Hydroponic plants can be grown simply using locally available materials such as water barrels and plastic pipes. Photo: Vintage Greens Ltd, Latia Resource Centre

Hydroponic plants can be grown simply using locally available materials such as water barrels and plastic pipes. Photo: Vintage Greens Ltd, Latia Resource Centre

For larger systems, a high level of knowledge is needed to manage the system well and avoid costly mistakes. The plants need to be closely monitored and the pH and nutrient levels in the system adjusted regularly.  

As the plants are grown close together in an enclosed system, pests and diseases can spread rapidly. It is important to have a good disease management plan including the use of disease-free water and growing materials. 

What advice would you give to someone new to hydroponics? 

There are many different hydroponic systems to choose from, depending on the amount of money you want to spend and how complicated you want it to be. The wick hydroponic system is cheap and only requires a bucket, wicks, nutrient solution and something for the plants to grow in, such as sand. 

The wicks draw the nutrient solution up from the bucket and release it into the growing medium, making it available to the plant roots. Wicks can be made out of any absorbent material including string, wool or cut-up bits of old clothes. 

Ready-made nutrient solutions can now be bought in many places. To make your own, ask your local agricultural department for advice or speak to other hydroponic growers. 

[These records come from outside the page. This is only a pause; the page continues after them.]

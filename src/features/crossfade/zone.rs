//! Equal-power blending between adjacent sample zones
//!
//! Adjacent zones (key, velocity or articulation layers) are blended frame by
//! frame. The frames are expected to be time-aligned and already resampled to
//! the same pitch; this module removes DC, optionally matches loudness, and
//! applies an equal-power ramp.

use super::curves::{equal_power_scalar, smoothstep};
use crate::config::DcMode;
use crate::error::StitchError;
use crate::preprocessing::normalization::{match_loudness, remove_dc_in_place};

/// Frame blender for adjacent zones
#[derive(Debug, Clone, Copy, PartialEq, Eq)]
pub struct ZoneCrossfader {
    /// Scale frame B to the RMS of frame A before blending (default: true)
    pub match_loudness: bool,
    /// DC handling applied to both frames (default: PerWindow)
    pub dc_mode: DcMode,
}

impl Default for ZoneCrossfader {
    fn default() -> Self {
        Self {
            match_loudness: true,
            dc_mode: DcMode::PerWindow,
        }
    }
}

impl ZoneCrossfader {
    /// Create a crossfader with per-window DC removal
    pub fn new(match_loudness: bool) -> Self {
        Self {
            match_loudness,
            ..Self::default()
        }
    }

    /// Blend frame `a` into frame `b` at ramp position `t`
    ///
    /// # Arguments
    ///
    /// * `a` - Frame from the outgoing zone
    /// * `b` - Frame from the incoming zone, same length as `a`
    /// * `t` - Ramp position in `[0, 1]` (clamped), 0 = all A, 1 = all B
    ///
    /// # Errors
    ///
    /// Returns `StitchError::InvalidInput` if the frames differ in length
    pub fn crossfade_frame(&self, a: &[f32], b: &[f32], t: f32) -> Result<Vec<f32>, StitchError> {
        if a.len() != b.len() {
            return Err(StitchError::InvalidInput(format!(
                "Zone frames differ in length: {} vs {}",
                a.len(),
                b.len()
            )));
        }

        let mut a = a.to_vec();
        let mut b = b.to_vec();
        if self.dc_mode == DcMode::PerWindow {
            remove_dc_in_place(&mut a);
            remove_dc_in_place(&mut b);
        }
        if self.match_loudness {
            match_loudness(&a, &mut b);
        }

        let (ga, gb) = equal_power_scalar(t);
        Ok(a.iter().zip(b.iter()).map(|(&x, &y)| ga * x + gb * y).collect())
    }

    /// Ramp position for pitch `p` between zone centers `pa` and `pb` (semitones)
    ///
    /// # Errors
    ///
    /// Returns `StitchError::InvalidInput` if the centers coincide
    pub fn t_for_pitch(p: f32, pa: f32, pb: f32) -> Result<f32, StitchError> {
        axis_position(p, pa, pb, "pitch")
    }

    /// Ramp position for velocity `v` between layer velocities `va` and `vb` (0..1)
    ///
    /// # Errors
    ///
    /// Returns `StitchError::InvalidInput` if the layer velocities coincide
    pub fn t_for_velocity(v: f32, va: f32, vb: f32) -> Result<f32, StitchError> {
        axis_position(v, va, vb, "velocity")
    }
}

fn axis_position(x: f32, xa: f32, xb: f32, axis: &str) -> Result<f32, StitchError> {
    let span = xb - xa;
    if span == 0.0 || !span.is_finite() {
        return Err(StitchError::InvalidInput(format!(
            "Zone {} centers must differ, got {} and {}",
            axis, xa, xb
        )));
    }
    Ok(smoothstep((x - xa) / span))
}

Find out as much as you can about the technology before you start. See if there are any local courses and, if you can, look at the many ‘how to’ guides available online. Joining a group of hydroponic growers can be very helpful as everyone can learn from each other. Forming a cooperative can also be a great way to spread the cost and share labour and other resources. 

Which crops grow well in hydroponic systems? 

Most vegetables and many other crops will thrive. Good examples include potatoes, tomatoes, strawberries, grapes, herbs, lettuce, cabbage and green beans. For a wick system, choose smaller, non-fruiting plants such as lettuce or herbs. 

The Food and Agriculture Organization has produced several articles and manuals on hydroponics which can be accessed online: (search ‘hydroponics’).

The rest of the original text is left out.